Copy the records below verbatim, from the first line through the line containing "use crate::state::TicketBitmap;", inclusive, and output nothing else.

☆ ☆ ☆ ☆

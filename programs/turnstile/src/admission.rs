//! Presale admission control.
//!
//! Binds allowlist membership, one-time ticket consumption, exact
//! payment, and token-id validity into a single all-or-nothing check.

use anchor_lang::prelude::*;

use crate::constants::{DISCOUNT_PRICE_LAMPORTS, MAX_TICKETS};
use crate::errors::TurnstileError;
use crate::merkle;
use crate::state::TicketBitmap;

/// Admit one presale claim.
///
/// Availability is checked up front and the bit-clear happens only
/// after every other precondition has passed, so a rejected claim
/// leaves the bitmap untouched regardless of the host's rollback
/// behavior. The caller collects payment and creates the token record
/// in the same transaction; the runtime rolls the consumed bit back if
/// either of those fails.
pub fn admit_presale(
    merkle_root: &[u8; 32],
    bitmap: &mut TicketBitmap,
    presale_max_supply: u64,
    claimant: &Pubkey,
    ticket: u32,
    proof: &[[u8; 32]],
    token_id: u64,
    paid_lamports: u64,
) -> Result<()> {
    require!(
        merkle::verify(merkle_root, claimant, ticket, proof),
        TurnstileError::InvalidProof
    );
    require!(ticket < MAX_TICKETS, TurnstileError::TicketOutOfRange);
    require!(
        bitmap.is_available(ticket),
        TurnstileError::TicketAlreadyUsed
    );
    require!(
        paid_lamports == DISCOUNT_PRICE_LAMPORTS,
        TurnstileError::WrongPayment
    );
    require!(
        token_id >= 1 && token_id <= presale_max_supply,
        TurnstileError::TokenIdOutOfRange
    );
    bitmap.consume(ticket)
}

☆ ☆ ☆ ☆

The answer:
filename programs/turnstile/src/admission.rs
//! Presale admission control.
//!
//! Binds allowlist membership, one-time ticket consumption, exact
//! payment, and token-id validity into a single all-or-nothing check.

use anchor_lang::prelude::*;

use crate::constants::{DISCOUNT_PRICE_LAMPORTS, MAX_TICKETS};
use crate::errors::TurnstileError;
use crate::merkle;
use crate::state::TicketBitmap;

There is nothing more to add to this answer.